» **WHAT TO PRODUCE**:
Include in the output exactly the lines from the opening of the data through the line containing "static MONTH_YEAR_RE: LazyLock<Regex>", and nothing more.

------ RECORDS

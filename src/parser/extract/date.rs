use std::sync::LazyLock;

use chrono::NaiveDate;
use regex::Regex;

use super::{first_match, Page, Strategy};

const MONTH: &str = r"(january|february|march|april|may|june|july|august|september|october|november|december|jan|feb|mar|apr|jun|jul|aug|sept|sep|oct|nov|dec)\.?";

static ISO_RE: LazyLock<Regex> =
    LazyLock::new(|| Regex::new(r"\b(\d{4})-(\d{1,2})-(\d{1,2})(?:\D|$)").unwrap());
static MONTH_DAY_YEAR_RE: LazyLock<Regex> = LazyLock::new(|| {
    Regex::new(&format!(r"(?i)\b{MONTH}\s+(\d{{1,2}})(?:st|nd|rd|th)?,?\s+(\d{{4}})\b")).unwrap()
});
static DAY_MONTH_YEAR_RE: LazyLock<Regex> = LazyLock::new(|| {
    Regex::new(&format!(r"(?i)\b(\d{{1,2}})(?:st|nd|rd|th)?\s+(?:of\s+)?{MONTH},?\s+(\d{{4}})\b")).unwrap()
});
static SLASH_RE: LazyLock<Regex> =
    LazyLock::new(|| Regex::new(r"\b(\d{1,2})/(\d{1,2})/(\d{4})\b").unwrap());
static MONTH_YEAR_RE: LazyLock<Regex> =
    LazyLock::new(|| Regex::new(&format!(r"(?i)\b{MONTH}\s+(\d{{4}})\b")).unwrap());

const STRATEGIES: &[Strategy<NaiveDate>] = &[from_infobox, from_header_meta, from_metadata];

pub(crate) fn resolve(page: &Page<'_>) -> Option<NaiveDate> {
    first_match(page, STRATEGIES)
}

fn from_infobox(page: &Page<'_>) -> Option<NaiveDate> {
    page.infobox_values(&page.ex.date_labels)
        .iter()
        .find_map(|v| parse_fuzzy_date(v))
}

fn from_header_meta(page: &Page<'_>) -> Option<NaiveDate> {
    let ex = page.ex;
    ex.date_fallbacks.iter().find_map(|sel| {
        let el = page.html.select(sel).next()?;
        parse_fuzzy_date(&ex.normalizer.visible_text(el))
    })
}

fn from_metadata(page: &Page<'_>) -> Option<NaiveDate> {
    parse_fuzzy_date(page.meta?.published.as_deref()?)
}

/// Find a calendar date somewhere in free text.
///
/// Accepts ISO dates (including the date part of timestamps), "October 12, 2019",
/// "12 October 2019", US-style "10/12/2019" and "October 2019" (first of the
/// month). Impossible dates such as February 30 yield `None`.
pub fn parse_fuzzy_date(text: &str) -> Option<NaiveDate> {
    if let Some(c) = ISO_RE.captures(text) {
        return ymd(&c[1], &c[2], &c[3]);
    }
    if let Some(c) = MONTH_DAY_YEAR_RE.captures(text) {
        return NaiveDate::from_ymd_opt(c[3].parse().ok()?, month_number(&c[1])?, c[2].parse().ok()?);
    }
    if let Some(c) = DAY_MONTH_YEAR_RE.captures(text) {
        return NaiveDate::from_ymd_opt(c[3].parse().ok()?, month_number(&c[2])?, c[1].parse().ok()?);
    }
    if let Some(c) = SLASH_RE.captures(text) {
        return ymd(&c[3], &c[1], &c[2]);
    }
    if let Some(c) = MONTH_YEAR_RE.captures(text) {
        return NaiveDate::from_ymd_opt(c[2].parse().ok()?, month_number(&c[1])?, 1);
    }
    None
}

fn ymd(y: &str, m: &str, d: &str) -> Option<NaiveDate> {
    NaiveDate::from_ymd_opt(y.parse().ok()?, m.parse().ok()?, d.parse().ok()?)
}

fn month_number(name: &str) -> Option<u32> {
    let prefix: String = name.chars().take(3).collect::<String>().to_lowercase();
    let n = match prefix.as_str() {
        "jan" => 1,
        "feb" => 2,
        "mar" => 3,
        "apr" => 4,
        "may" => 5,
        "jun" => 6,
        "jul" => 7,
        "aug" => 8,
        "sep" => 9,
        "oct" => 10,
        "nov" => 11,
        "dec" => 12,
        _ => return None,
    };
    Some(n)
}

------------

» **COMPLETED TASK**:
filename src/parser/extract/date.rs
use std::sync::LazyLock;

use chrono::NaiveDate;
use regex::Regex;

use super::{first_match, Page, Strategy};

const MONTH: &str = r"(january|february|march|april|may|june|july|august|september|october|november|december|jan|feb|mar|apr|jun|jul|aug|sept|sep|oct|nov|dec)\.?";

static ISO_RE: LazyLock<Regex> =
    LazyLock::new(|| Regex::new(r"\b(\d{4})-(\d{1,2})-(\d{1,2})(?:\D|$)").unwrap());
static MONTH_DAY_YEAR_RE: LazyLock<Regex> = LazyLock::new(|| {
    Regex::new(&format!(r"(?i)\b{MONTH}\s+(\d{{1,2}})(?:st|nd|rd|th)?,?\s+(\d{{4}})\b")).unwrap()
});
static DAY_MONTH_YEAR_RE: LazyLock<Regex> = LazyLock::new(|| {
    Regex::new(&format!(r"(?i)\b(\d{{1,2}})(?:st|nd|rd|th)?\s+(?:of\s+)?{MONTH},?\s+(\d{{4}})\b")).unwrap()
});
static SLASH_RE: LazyLock<Regex> =
    LazyLock::new(|| Regex::new(r"\b(\d{1,2})/(\d{1,2})/(\d{4})\b").unwrap());
static MONTH_YEAR_RE: LazyLock<Regex> =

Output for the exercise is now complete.